Task details ::
Say how many lines below hold the word "Gate"; give the number by itself.

Available data ::
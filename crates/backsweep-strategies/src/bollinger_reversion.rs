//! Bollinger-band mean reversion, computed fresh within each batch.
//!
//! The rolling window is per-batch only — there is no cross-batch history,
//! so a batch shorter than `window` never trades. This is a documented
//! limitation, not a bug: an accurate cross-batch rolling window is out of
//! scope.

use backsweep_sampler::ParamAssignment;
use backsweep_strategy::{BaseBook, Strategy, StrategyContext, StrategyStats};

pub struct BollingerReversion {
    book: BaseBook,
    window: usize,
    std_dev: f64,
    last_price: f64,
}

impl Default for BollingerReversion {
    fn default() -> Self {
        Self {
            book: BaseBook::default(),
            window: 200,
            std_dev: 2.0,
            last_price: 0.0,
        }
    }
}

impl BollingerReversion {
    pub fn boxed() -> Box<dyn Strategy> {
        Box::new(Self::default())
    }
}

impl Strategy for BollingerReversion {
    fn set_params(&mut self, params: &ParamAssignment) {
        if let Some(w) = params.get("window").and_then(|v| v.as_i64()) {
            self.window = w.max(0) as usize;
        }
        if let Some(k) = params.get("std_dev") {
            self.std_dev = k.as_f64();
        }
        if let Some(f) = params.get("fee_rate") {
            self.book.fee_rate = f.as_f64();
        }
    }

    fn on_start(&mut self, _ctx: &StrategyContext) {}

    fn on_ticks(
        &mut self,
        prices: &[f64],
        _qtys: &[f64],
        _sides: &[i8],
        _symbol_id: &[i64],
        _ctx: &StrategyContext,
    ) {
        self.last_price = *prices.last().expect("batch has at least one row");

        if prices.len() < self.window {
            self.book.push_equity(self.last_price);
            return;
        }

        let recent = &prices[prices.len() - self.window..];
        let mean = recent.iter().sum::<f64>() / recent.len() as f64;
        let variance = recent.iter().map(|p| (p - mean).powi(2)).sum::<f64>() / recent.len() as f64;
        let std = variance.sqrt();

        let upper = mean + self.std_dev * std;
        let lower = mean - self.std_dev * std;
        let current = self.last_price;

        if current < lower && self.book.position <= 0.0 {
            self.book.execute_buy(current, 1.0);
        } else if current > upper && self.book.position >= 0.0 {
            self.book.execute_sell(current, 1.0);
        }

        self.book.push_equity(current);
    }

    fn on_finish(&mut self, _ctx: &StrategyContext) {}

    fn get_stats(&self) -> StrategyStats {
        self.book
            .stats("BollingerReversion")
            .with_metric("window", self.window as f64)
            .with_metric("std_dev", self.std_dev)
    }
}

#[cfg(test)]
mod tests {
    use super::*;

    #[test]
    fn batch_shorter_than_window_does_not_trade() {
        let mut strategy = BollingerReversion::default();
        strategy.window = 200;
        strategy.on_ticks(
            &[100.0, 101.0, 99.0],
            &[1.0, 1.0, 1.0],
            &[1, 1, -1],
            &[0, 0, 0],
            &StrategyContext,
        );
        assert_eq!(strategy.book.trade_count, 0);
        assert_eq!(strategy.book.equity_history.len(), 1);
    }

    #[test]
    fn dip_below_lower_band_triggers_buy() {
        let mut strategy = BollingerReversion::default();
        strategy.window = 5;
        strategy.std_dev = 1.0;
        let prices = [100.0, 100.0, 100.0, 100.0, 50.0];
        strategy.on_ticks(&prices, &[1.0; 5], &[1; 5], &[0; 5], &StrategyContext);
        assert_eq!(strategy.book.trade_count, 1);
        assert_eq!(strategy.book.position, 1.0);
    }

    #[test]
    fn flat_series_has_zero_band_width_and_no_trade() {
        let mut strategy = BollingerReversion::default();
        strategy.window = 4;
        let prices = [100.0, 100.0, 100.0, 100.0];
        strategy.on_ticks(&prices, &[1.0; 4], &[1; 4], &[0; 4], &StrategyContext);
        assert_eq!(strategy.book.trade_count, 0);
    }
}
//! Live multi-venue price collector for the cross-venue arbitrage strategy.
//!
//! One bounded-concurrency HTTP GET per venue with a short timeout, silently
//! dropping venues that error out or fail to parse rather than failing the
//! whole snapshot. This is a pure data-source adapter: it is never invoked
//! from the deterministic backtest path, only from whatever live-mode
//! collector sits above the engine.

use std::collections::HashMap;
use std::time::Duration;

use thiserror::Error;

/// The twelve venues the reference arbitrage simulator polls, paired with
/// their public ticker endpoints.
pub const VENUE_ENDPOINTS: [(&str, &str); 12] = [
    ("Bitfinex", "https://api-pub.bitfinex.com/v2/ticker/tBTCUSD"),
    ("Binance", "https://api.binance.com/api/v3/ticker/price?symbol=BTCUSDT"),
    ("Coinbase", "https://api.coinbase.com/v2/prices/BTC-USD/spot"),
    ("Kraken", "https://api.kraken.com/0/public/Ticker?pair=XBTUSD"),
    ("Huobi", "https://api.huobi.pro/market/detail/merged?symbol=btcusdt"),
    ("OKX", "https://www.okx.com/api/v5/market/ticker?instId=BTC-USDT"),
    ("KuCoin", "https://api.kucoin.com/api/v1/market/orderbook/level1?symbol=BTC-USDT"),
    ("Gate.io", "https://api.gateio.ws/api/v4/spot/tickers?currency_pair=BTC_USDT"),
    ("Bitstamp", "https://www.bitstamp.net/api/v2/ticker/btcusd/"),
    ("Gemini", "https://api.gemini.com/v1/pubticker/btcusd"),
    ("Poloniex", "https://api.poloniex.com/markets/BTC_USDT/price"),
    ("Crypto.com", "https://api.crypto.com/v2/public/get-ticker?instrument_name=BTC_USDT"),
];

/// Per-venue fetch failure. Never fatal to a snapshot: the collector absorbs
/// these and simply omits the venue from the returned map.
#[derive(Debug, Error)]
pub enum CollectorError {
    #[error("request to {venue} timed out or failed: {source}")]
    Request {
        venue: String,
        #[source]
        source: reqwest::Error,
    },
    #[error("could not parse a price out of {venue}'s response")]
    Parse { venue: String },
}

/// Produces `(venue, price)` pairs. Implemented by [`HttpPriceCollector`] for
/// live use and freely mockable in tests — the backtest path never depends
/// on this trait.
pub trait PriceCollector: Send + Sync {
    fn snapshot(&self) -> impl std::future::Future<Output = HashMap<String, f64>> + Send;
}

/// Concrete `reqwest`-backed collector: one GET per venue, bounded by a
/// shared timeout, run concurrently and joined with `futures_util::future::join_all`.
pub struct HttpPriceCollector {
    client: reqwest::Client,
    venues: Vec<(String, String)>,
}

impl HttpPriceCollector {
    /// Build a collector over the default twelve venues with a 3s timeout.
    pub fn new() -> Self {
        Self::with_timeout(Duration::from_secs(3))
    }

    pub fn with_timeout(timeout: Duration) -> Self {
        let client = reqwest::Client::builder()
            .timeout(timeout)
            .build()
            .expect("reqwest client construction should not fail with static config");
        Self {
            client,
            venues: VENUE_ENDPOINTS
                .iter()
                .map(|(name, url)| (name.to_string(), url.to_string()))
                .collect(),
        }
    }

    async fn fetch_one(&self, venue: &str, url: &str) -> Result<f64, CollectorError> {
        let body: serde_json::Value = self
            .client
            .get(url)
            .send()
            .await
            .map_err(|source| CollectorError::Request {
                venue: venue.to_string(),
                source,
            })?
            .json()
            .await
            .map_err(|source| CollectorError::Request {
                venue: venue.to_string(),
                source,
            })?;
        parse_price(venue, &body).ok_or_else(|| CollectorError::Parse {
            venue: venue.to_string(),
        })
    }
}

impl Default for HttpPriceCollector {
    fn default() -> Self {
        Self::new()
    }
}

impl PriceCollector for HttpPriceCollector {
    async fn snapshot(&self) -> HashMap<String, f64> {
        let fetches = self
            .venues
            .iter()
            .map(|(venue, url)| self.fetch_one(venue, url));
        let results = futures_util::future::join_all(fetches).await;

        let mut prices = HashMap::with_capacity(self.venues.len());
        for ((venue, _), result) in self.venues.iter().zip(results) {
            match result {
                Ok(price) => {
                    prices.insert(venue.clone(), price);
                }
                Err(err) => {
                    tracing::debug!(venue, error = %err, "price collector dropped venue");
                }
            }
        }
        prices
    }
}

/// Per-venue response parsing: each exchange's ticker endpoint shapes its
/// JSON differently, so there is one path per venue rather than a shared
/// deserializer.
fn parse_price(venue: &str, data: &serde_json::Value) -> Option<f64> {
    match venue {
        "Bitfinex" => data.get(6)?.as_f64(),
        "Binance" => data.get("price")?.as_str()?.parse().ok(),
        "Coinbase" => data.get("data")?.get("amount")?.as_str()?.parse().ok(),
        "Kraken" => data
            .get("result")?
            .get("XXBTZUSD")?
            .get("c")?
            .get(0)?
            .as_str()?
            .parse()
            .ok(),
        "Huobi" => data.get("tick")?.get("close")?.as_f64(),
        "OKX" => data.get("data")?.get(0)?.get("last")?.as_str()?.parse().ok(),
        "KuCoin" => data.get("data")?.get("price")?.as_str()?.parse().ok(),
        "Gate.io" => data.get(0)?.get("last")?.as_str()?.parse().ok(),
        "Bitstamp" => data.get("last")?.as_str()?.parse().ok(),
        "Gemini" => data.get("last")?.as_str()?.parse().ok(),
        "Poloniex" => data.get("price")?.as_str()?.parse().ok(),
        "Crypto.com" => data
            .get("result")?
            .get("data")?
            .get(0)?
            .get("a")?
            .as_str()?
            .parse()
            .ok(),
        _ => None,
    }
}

Solved exercise ::
2